### ASSIGNMENT
Please list all lines of the material below in which the string "true" occurs.
═══ STUDY MATERIAL
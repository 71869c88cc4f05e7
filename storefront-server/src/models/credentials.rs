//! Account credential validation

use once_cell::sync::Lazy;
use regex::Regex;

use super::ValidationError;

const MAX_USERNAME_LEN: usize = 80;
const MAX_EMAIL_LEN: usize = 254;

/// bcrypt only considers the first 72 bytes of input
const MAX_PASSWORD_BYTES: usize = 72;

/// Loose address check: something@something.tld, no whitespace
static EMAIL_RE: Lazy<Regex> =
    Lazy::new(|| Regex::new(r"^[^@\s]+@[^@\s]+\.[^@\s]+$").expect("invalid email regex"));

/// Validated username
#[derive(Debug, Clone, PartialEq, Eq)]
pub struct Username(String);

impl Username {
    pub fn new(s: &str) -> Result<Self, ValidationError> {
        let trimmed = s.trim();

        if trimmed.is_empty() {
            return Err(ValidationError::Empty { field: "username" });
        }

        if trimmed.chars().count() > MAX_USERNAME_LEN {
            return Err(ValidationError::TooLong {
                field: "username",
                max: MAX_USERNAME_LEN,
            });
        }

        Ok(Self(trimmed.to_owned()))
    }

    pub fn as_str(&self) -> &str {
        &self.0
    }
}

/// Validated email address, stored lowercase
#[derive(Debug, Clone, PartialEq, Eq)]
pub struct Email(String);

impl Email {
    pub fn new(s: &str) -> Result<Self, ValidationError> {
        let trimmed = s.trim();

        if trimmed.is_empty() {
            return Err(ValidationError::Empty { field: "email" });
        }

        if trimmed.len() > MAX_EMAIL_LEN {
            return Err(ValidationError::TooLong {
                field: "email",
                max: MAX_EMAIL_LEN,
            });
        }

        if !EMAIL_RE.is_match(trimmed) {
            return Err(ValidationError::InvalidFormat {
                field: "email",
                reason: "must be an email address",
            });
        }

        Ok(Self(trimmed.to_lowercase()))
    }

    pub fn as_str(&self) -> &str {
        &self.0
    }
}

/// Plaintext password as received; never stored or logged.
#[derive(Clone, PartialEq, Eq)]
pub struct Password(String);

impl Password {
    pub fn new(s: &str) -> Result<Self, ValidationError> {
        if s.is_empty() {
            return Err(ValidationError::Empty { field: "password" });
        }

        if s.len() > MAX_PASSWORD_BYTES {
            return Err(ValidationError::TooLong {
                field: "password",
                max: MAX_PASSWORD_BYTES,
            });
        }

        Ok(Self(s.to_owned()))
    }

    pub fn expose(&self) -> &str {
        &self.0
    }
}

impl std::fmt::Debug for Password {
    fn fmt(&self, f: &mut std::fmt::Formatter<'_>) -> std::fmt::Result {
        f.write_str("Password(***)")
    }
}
══════
═══ STUDY MATERIAL
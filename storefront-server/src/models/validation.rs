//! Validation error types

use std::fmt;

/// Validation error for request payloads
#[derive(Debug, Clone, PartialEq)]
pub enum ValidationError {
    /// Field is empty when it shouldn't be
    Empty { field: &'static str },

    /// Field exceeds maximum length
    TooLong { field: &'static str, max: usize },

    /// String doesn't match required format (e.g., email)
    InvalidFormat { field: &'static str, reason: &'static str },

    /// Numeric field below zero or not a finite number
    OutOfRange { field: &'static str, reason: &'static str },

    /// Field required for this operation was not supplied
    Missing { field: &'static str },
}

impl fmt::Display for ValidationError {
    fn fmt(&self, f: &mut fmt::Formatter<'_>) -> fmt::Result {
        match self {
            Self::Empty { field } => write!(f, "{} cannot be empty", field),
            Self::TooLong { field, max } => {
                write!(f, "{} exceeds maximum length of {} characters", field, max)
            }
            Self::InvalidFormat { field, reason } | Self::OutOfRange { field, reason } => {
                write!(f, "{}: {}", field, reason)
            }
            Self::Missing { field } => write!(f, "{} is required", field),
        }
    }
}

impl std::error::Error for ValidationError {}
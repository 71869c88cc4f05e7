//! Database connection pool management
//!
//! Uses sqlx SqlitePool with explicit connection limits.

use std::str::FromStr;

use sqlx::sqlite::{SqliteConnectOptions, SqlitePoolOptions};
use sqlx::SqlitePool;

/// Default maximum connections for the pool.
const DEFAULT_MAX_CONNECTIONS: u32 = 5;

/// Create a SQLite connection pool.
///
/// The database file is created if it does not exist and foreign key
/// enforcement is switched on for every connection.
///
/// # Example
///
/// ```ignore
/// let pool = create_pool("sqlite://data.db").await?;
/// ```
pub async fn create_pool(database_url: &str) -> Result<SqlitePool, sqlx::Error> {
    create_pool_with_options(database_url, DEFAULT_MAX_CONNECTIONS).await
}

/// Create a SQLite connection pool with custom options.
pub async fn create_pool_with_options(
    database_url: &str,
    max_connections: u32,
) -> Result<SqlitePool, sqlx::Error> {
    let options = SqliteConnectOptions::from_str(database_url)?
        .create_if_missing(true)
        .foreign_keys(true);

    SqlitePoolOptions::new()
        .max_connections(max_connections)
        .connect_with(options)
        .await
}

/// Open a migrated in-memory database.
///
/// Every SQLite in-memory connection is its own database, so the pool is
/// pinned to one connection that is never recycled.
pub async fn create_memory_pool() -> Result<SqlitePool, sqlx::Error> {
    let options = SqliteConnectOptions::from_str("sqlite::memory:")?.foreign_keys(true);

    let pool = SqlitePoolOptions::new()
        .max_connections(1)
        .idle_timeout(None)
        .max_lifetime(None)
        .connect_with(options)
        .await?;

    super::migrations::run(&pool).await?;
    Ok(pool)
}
══════
### ANSWER
        .create_if_missing(true)
        .foreign_keys(true);
    let options = SqliteConnectOptions::from_str("sqlite::memory:")?.foreign_keys(true);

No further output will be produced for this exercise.